Forest and Bird welcomed the protection of the Stewart Island Maori land but believed it should not be at the expense of higher nature conservation priorities elsewhere around the country.

Mr Smith said he was disappointed that the Minister of Conservation had used the protection funds without seeking the agreement of the funds' two advisory boards.

"These boards have performed an outstanding service to conservation over the last ten years by ensuring the funds are wisely spent to achieve the greatest conservation benefit. The Minister should be seeking their advice on conservation priorities and acting on it, rather than ignoring them as he has done here."

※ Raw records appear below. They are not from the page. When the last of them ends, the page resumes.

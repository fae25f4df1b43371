//! Deletion phase for obsolete files and directories.

use std::fs;
use std::path::Path;
use tracing::{debug, error, info};

use crate::plan::Plan;
use crate::runlog::RunLog;

/// Remove each obsolete file, then each obsolete directory that is empty.
/// Every target is attempted independently; one failure never stops the
/// sweep. Missing targets and non-empty directories are silent skips.
pub fn delete_obsolete(plan: &Plan, root: &Path, log: &mut RunLog) {
    for file in &plan.deletions.files {
        let path = root.join(file);
        if !path.exists() {
            debug!(file = %file.display(), "Obsolete file already gone");
            continue;
        }
        match fs::remove_file(&path) {
            Ok(()) => info!(file = %file.display(), "Deleted obsolete file"),
            Err(e) => {
                error!(file = %file.display(), error = %e, "Failed to delete file");
                log.record_error(format!("delete {}: {e}", file.display()));
            }
        }
    }

    for dir in &plan.deletions.dirs {
        let path = root.join(dir);
        if !path.is_dir() {
            debug!(dir = %dir.display(), "Obsolete directory absent");
            continue;
        }
        match fs::read_dir(&path).map(|mut entries| entries.next().is_none()) {
            Ok(true) => match fs::remove_dir(&path) {
                Ok(()) => info!(dir = %dir.display(), "Deleted empty obsolete directory"),
                Err(e) => {
                    error!(dir = %dir.display(), error = %e, "Failed to delete directory");
                    log.record_error(format!("delete directory {}: {e}", dir.display()));
                }
            },
            Ok(false) => debug!(dir = %dir.display(), "Obsolete directory not empty; keeping it"),
            Err(e) => {
                error!(dir = %dir.display(), error = %e, "Failed to inspect directory");
                log.record_error(format!("list directory {}: {e}", dir.display()));
            }
        }
    }
}
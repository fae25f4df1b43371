//! Tracing initialization.
//! Builds a subscriber with EnvFilter, supports compact or JSON formats, and optional file logging.
//!
//! Behavior:
//! - Log level is driven by LogLevel (no RUST_LOG override here).
//! - JSON/non-JSON stdout formatting is selected via the `json` flag.
//! - If `log_file` is provided and passes safety checks, a non-blocking file layer is added.
//!
//! Implementation notes:
//! - File logging uses tracing_appender::non_blocking to avoid blocking on I/O.
//! - We refuse file logging if any ancestor of the file path is a symlink.

use anyhow::Result;
use chrono::Local;
use safety_reorg::cli::LogLevel;
use safety_reorg::output as out;
use std::fmt as stdfmt;
use std::fs;
use std::io;
use std::path::Path;
use tracing_appender::non_blocking::{NonBlocking, WorkerGuard};
use tracing_subscriber::filter::{EnvFilter, LevelFilter};
use tracing_subscriber::fmt as tsfmt;
use tracing_subscriber::fmt::time::FormatTime;
use tracing_subscriber::layer::SubscriberExt;
use tracing_subscriber::registry;
use tracing_subscriber::util::SubscriberInitExt;

/// Human-friendly timestamp formatter (DD/MM/YY HH:MM:SS)
struct LocalHumanTime;
impl FormatTime for LocalHumanTime {
    fn format_time(&self, w: &mut tracing_subscriber::fmt::format::Writer<'_>) -> stdfmt::Result {
        let now = Local::now();
        write!(w, "{}", now.format("%d/%m/%y %H:%M:%S"))
    }
}

#[inline]
fn to_level_filter(lvl: &LogLevel) -> LevelFilter {
    match lvl {
        LogLevel::Quiet => LevelFilter::ERROR,
        LogLevel::Normal => LevelFilter::INFO,
        LogLevel::Info => LevelFilter::DEBUG,
        LogLevel::Debug => LevelFilter::TRACE,
    }
}

#[inline]
fn env_filter_from_level(level_filter: LevelFilter) -> EnvFilter {
    let level_str = match level_filter {
        LevelFilter::ERROR => "error",
        LevelFilter::WARN => "warn",
        LevelFilter::INFO => "info",
        LevelFilter::DEBUG => "debug",
        LevelFilter::TRACE => "trace",
        _ => "info",
    };
    EnvFilter::new(level_str)
}

/// Return true if any existing ancestor of `path` is a symlink.
fn path_has_symlink_ancestor(path: &Path) -> io::Result<bool> {
    let mut p = path.parent();
    while let Some(anc) = p {
        if anc.exists() {
            let meta = fs::symlink_metadata(anc)?;
            if meta.file_type().is_symlink() {
                return Ok(true);
            }
        }
        p = anc.parent();
    }
    Ok(false)
}

/// Try to open a non-blocking file writer for logging:
/// - Refuse if any ancestor is a symlink (prints a warning and returns None)
/// - Best-effort create parent directory
/// - Open file for append and wrap with non_blocking
fn maybe_open_non_blocking_writer(path: &Path) -> Option<(NonBlocking, WorkerGuard)> {
    match path_has_symlink_ancestor(path) {
        Ok(true) => {
            eprintln!(
                "Refusing to enable file logging: ancestor of {} is a symlink; proceeding without file logging.",
                path.display()
            );
            return None;
        }
        Err(e) => {
            eprintln!(
                "Error checking log path {} for symlinks: {}; proceeding without file logging.",
                path.display(),
                e
            );
            return None;
        }
        Ok(false) => {}
    }

    if let Some(parent) = path.parent() {
        let _ = fs::create_dir_all(parent);
    }

    match fs::OpenOptions::new().append(true).create(true).open(path) {
        Ok(file) => {
            let (writer, guard) = tracing_appender::non_blocking(file);
            Some((writer, guard))
        }
        Err(e) => {
            eprintln!("Failed to open log file {}: {}", path.display(), e);
            None
        }
    }
}

/// Initialize tracing based on LogLevel and format. Returns an optional WorkerGuard
/// if a file appender is created (must be held until shutdown to flush logs).
pub fn init_tracing(
    lvl: &LogLevel,
    log_file: Option<&Path>,
    json: bool,
) -> Result<Option<WorkerGuard>> {
    let level_filter = to_level_filter(lvl);
    let env_filter = env_filter_from_level(level_filter);

    // Build stdout layer per format and initialize later to avoid type mismatch across branches

    // Optional file layer
    if let Some(path) = log_file {
        if let Some((writer, guard)) = maybe_open_non_blocking_writer(path) {
            if json {
                let stdout_layer = tsfmt::layer()
                    .event_format(tsfmt::format().json())
                    .with_timer(LocalHumanTime)
                    .with_level(true)
                    .with_target(true)
                    .with_thread_ids(true);
                let file_layer = tsfmt::layer()
                    .event_format(tsfmt::format().json())
                    .with_timer(LocalHumanTime)
                    .with_level(true)
                    .with_target(true)
                    .with_thread_ids(true)
                    .with_writer(writer);
                registry()
                    .with(env_filter)
                    .with(stdout_layer)
                    .with(file_layer)
                    .init();
            } else {
                let stdout_layer = tsfmt::layer()
                    .with_timer(LocalHumanTime)
                    .with_level(true)
                    .with_target(true)
                    .with_thread_ids(true)
                    .compact();
                let file_layer = tsfmt::layer()
                    .with_timer(LocalHumanTime)
                    .with_level(true)
                    .with_target(true)
                    .with_thread_ids(true)
                    .compact()
                    .with_writer(writer);
                registry()
                    .with(env_filter)
                    .with(stdout_layer)
                    .with(file_layer)
                    .init();
            }
            return Ok(Some(guard));
        }
        // maybe_open_non_blocking_writer already printed a short reason to stderr.
        out::print_warn(&format!(
            "Requested file logging to '{}' was not enabled. Check that the parent directory exists, is writable by this process, and that no ancestor is a symlink. Logs will continue to stdout.",
            path.display()
        ));
    }

    // No file layer (either not requested or refused/failed)
    if json {
        let stdout_layer = tsfmt::layer()
            .event_format(tsfmt::format().json())
            .with_timer(LocalHumanTime)
            .with_level(true)
            .with_target(true)
            .with_thread_ids(true);
        registry().with(env_filter).with(stdout_layer).init();
    } else {
        let stdout_layer = tsfmt::layer()
            .with_timer(LocalHumanTime)
            .with_level(true)
            .with_target(true)
            .with_thread_ids(true)
            .compact();
        registry().with(env_filter).with(stdout_layer).init();
    }
    Ok(None)
}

Forest and Bird is calling on all political parties to restore and increase funding for the Nature Heritage Fund and Nga Whenua Rahui.

"Critically depleted habitats such as coastal dunes, wetlands, natural grasslands and lowland forests containing threatened species are at great risk. Unless landowners can receive assistance in the protection of the most valuable areas, many will be lost. This is a pity and a sad outcome of the otherwise laudable protection of the Stewart Island forests," said Mr Smith.